> What the exercise asks: Find the lines below in which the string "Parses" occurs. Copy each one.

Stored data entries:
• • • • • • •

use std::sync::LazyLock;

use log::{debug, trace, warn};
use rand::Rng;
use regex::Regex;

use crate::error::{CommandError, ConfigError};
use crate::model::configuration::{ConfigSnapshot, Configuration};
use crate::model::formatter;
use crate::model::generator::Generator;
use crate::model::size::{SizeTier, UnitType};

/// `letters[digits]`, ex. `p3`, `wrap80`, `html`.
static LETTERS_FIRST: LazyLock<Regex> = LazyLock::new(|| Regex::new(r"^([a-z?]+)(\d*)$").expect("valid literal pattern"));

/// `[digits]letters`, ex. `3p`, `80wrap`.
static DIGITS_FIRST: LazyLock<Regex> = LazyLock::new(|| Regex::new(r"^(\d*)([a-z?]+)$").expect("valid literal pattern"));

/// Largest unit count a command may ask for.
pub const MAX_UNIT_COUNT: usize = 1000;

/// Largest column width `wrap` accepts.
pub const MAX_WRAP_WIDTH: usize = 1000;

/// Action selected by the letter part of an option.
#[derive(Clone, Copy, Debug, PartialEq, Eq)]
enum Directive {
	Unit(UnitType),
	Size(SizeTier),
	Wrap,
	NoWrap,
	Html,
	Help,
	Settings,
}

impl Directive {
	fn from_code(code: &str) -> Option<Self> {
		let directive = match code {
			"p" => Directive::Unit(UnitType::Paragraph),
			"w" => Directive::Unit(UnitType::Word),
			"s" => Directive::Unit(UnitType::Sentence),
			"link" => Directive::Unit(UnitType::Link),
			"ol" => Directive::Unit(UnitType::OrderedList),
			"ul" => Directive::Unit(UnitType::UnorderedList),
			"short" => Directive::Size(SizeTier::Short),
			"medium" => Directive::Size(SizeTier::Medium),
			"long" => Directive::Size(SizeTier::Long),
			"vlong" => Directive::Size(SizeTier::VeryLong),
			"wrap" => Directive::Wrap,
			"nowrap" => Directive::NoWrap,
			"html" => Directive::Html,
			"?" | "help" => Directive::Help,
			"config" => Directive::Settings,
			_ => return None,
		};
		Some(directive)
	}

	/// Upper bound of the count this directive consumes, if it consumes one.
	fn count_limit(self) -> Option<usize> {
		match self {
			Directive::Unit(_) => Some(MAX_UNIT_COUNT),
			Directive::Wrap => Some(MAX_WRAP_WIDTH),
			_ => None,
		}
	}

	/// Mutates `conf`. The count only matters for units and `wrap`.
	fn apply(self, conf: &mut Configuration, count: Option<usize>) {
		match self {
			Directive::Unit(unit_type) => {
				conf.unit_type = unit_type;
				if let Some(count) = count {
					conf.unit_count = count;
				}
			}
			Directive::Size(size) => conf.unit_size = size,
			Directive::Wrap => {
				conf.is_wrapped = true;
				if let Some(width) = count.filter(|w| *w > 0) {
					conf.wrap_width = width;
				}
			}
			Directive::NoWrap => conf.is_wrapped = false,
			Directive::Html => conf.is_html = true,
			Directive::Help => conf.show_help = true,
			// handled by the parser before any mutation
			Directive::Settings => {}
		}
	}
}

/// Splits one option into its letter code and optional count.
///
/// # Errors
/// `UnrecognizedToken` if the option matches neither shape or if the
/// digits do not fit in a `usize`.
fn lex(token: &str) -> Result<(&str, Option<usize>), CommandError> {
	let unrecognized = || CommandError::UnrecognizedToken { token: token.to_owned() };

	let (code, digits) = if let Some(caps) = LETTERS_FIRST.captures(token) {
		(caps.get(1), caps.get(2))
	} else if let Some(caps) = DIGITS_FIRST.captures(token) {
		(caps.get(2), caps.get(1))
	} else {
		return Err(unrecognized());
	};

	let code = code.map(|m| m.as_str()).ok_or_else(unrecognized)?;
	let count = match digits.map(|m| m.as_str()).filter(|d| !d.is_empty()) {
		Some(digits) => Some(digits.parse::<usize>().map_err(|_| unrecognized())?),
		None => None,
	};
	Ok((code, count))
}

/// What a successfully parsed command asks for.
#[derive(Clone, Debug, PartialEq, Eq)]
pub enum Command {
	/// Generate text with this configuration (help may still be requested).
	Generate(Configuration),
	/// Open the settings surface, nothing to generate.
	OpenSettings,
}

/// Final result handed to the caller's sink.
///
/// The side effects are only described, the caller performs them.
#[derive(Clone, Debug, PartialEq, Eq)]
pub enum Outcome {
	/// Text to insert.
	Text(String),
	/// Open this URL, no text.
	OpenHelp(String),
	/// Open the settings surface, no text.
	OpenSettings,
}

impl Outcome {
	pub fn text(&self) -> Option<&str> {
		match self {
			Outcome::Text(text) => Some(text),
			_ => None,
		}
	}
}

/// Turns raw commands into configurations.
///
/// Built from one snapshot. A new snapshot means a new parser, so a parse
/// never observes a half-replaced configuration.
#[derive(Clone, Debug)]
pub struct CommandParser {
	delimiters: Regex,
	defaults: Configuration,
}

impl CommandParser {
	/// Compiles the snapshot delimiters and captures its defaults.
	///
	/// A zero default wrap width is replaced by the built-in one, defaults
	/// above the command limits are lowered to them.
	pub fn new(snapshot: &ConfigSnapshot) -> Result<Self, ConfigError> {
		let delimiters = snapshot.commands.split_reg_exp.to_regex()?;
		let mut defaults = snapshot.defaults.clone();
		if defaults.wrap_width == 0 {
			warn!("Default wrap width is 0, using {}", Configuration::default().wrap_width);
			defaults.wrap_width = Configuration::default().wrap_width;
		}
		if defaults.wrap_width > MAX_WRAP_WIDTH {
			warn!("Default wrap width {} is above {MAX_WRAP_WIDTH}, lowered", defaults.wrap_width);
			defaults.wrap_width = MAX_WRAP_WIDTH;
		}
		if defaults.unit_count > MAX_UNIT_COUNT {
			warn!("Default unit count {} is above {MAX_UNIT_COUNT}, lowered", defaults.unit_count);
			defaults.unit_count = MAX_UNIT_COUNT;
		}
		defaults.show_help = false;
		Ok(Self { delimiters, defaults })
	}

	/// Parses `raw`, whose first option (the invoking keyword) is ignored.
	///
	/// Stops at the first invalid option, nothing decoded before it is kept.
	/// A count above the limit of its directive makes the option invalid.
	pub fn parse(&self, raw: &str) -> Result<Command, CommandError> {
		let tokens: Vec<&str> = self.delimiters.split(raw.trim()).skip(1).collect();
		let mut conf = self.defaults.clone();

		for token in &tokens {
			if token.is_empty() {
				return Err(if tokens.len() == 1 {
					CommandError::EmptyCommand
				} else {
					CommandError::AdjacentDelimiters
				});
			}

			let (code, count) = lex(token)?;
			let directive = Directive::from_code(code).ok_or_else(|| CommandError::UnrecognizedOption {
				code: code.to_owned(),
				token: (*token).to_owned(),
			})?;
			if directive.count_limit().zip(count).is_some_and(|(limit, count)| count > limit) {
				return Err(CommandError::UnrecognizedToken { token: (*token).to_owned() });
			}
			trace!("Option {token:?} -> {directive:?} (count: {count:?})");

			if directive == Directive::Settings {
				return Ok(Command::OpenSettings);
			}
			directive.apply(&mut conf, count);
		}

		debug!("Resolved configuration: {conf:?}");
		Ok(Command::Generate(conf))
	}
}

/// Entry point combining the parser, the generator and the formatter.
#[derive(Clone, Debug)]
pub struct Lorem {
	snapshot: ConfigSnapshot,
	parser: CommandParser,
}

impl Lorem {
	/// # Errors
	/// Returns an error if the snapshot delimiters cannot be compiled.
	pub fn new(snapshot: ConfigSnapshot) -> Result<Self, ConfigError> {
		let parser = CommandParser::new(&snapshot)?;
		Ok(Self { snapshot, parser })
	}

	pub fn snapshot(&self) -> &ConfigSnapshot {
		&self.snapshot
	}

	/// Parses and runs `raw` with the thread-local random source.
	pub fn execute(&self, raw: &str) -> Result<Outcome, CommandError> {
		self.execute_with_rng(raw, rand::rng())
	}

	/// Parses and runs `raw` with the given random source.
	pub fn execute_with_rng<R: Rng>(&self, raw: &str, rng: R) -> Result<Outcome, CommandError> {
		match self.parser.parse(raw)? {
			Command::Generate(conf) => Ok(self.run_command(&conf, rng)),
			Command::OpenSettings => Ok(Outcome::OpenSettings),
		}
	}

	/// Generates and formats text for `conf`.
	///
	/// A help request wins over everything else and generates nothing.
	/// Counts above `MAX_UNIT_COUNT` are lowered to it.
	pub fn run_command<R: Rng>(&self, conf: &Configuration, rng: R) -> Outcome {
		if conf.show_help {
			return Outcome::OpenHelp(self.snapshot.commands.help_url.clone());
		}

		let count = conf.unit_count.min(MAX_UNIT_COUNT);
		let mut generator = Generator::with_rng(rng, conf.unit_language);
		let text = match conf.unit_type {
			UnitType::Paragraph => generator.paragraphs(count, conf.unit_size),
			UnitType::Sentence => generator.sentences(count, conf.unit_size),
			UnitType::Word => generator.words(count, conf.unit_size),
			UnitType::Link => generator.links(count),
			UnitType::OrderedList => generator.list(count, true),
			UnitType::UnorderedList => generator.list(count, false),
		};

		Outcome::Text(formatter::finalize(&text, conf))
	}
}

#[cfg(test)]
mod tests {
	use super::*;

	#[test]
	fn lex_accepts_both_orders() {
		assert_eq!(lex("p3").unwrap(), ("p", Some(3)));
		assert_eq!(lex("3p").unwrap(), ("p", Some(3)));
		assert_eq!(lex("wrap80").unwrap(), ("wrap", Some(80)));
		assert_eq!(lex("?").unwrap(), ("?", None));
	}

	#[test]
	fn lex_letters_only_is_unambiguous() {
		assert_eq!(lex("p").unwrap(), ("p", None));
		assert_eq!(lex("medium").unwrap(), ("medium", None));
	}

	#[test]
	fn lex_rejects_digits_only_and_mixed() {
		for token in ["123", "p3p", "3p3", "P3", "p-3", "p 3"] {
			assert_eq!(lex(token), Err(CommandError::UnrecognizedToken { token: token.to_owned() }), "{token}");
		}
	}

	#[test]
	fn lex_rejects_oversized_counts() {
		let token = "p99999999999999999999999999";
		assert!(matches!(lex(token), Err(CommandError::UnrecognizedToken { .. })));
	}

	#[test]
	fn only_units_and_wrap_take_a_limited_count() {
		assert_eq!(Directive::Unit(UnitType::Word).count_limit(), Some(MAX_UNIT_COUNT));
		assert_eq!(Directive::Wrap.count_limit(), Some(MAX_WRAP_WIDTH));
		assert_eq!(Directive::Size(SizeTier::Long).count_limit(), None);
		assert_eq!(Directive::Html.count_limit(), None);
	}

	#[test]
	fn oversized_defaults_are_lowered() {
		let mut snapshot = ConfigSnapshot::default();
		snapshot.defaults.unit_count = usize::MAX;
		snapshot.defaults.wrap_width = usize::MAX;
		let parser = CommandParser::new(&snapshot).unwrap();
		assert_eq!(parser.defaults.unit_count, MAX_UNIT_COUNT);
		assert_eq!(parser.defaults.wrap_width, MAX_WRAP_WIDTH);
	}

	#[test]
	fn every_code_has_a_directive() {
		for code in ["p", "w", "s", "link", "ol", "ul", "short", "medium", "long", "vlong", "wrap", "nowrap", "html", "?", "help", "config"] {
			assert!(Directive::from_code(code).is_some(), "{code}");
		}
		assert!(Directive::from_code("xyz").is_none());
	}

	#[test]
	fn size_directives_ignore_counts() {
		let mut conf = Configuration::default();
		Directive::Size(SizeTier::Long).apply(&mut conf, Some(9));
		assert_eq!(conf.unit_size, SizeTier::Long);
		assert_eq!(conf.unit_count, Configuration::default().unit_count);
	}

	#[test]
	fn zero_wrap_width_is_ignored() {
		let mut conf = Configuration::default();
		Directive::Wrap.apply(&mut conf, Some(0));
		assert!(conf.is_wrapped);
		assert_eq!(conf.wrap_width, 80);
	}

	#[test]
	fn settings_stop_the_parse() {
		let parser = CommandParser::new(&ConfigSnapshot::default()).unwrap();
		assert_eq!(parser.parse("lorem_config_xyz"), Ok(Command::OpenSettings));
		assert!(parser.parse("lorem_xyz_config").is_err());
	}
}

• • • • • • •

> Response box:
	/// Parses `raw`, whose first option (the invoking keyword) is ignored.
	/// Parses and runs `raw` with the thread-local random source.
	/// Parses and runs `raw` with the given random source.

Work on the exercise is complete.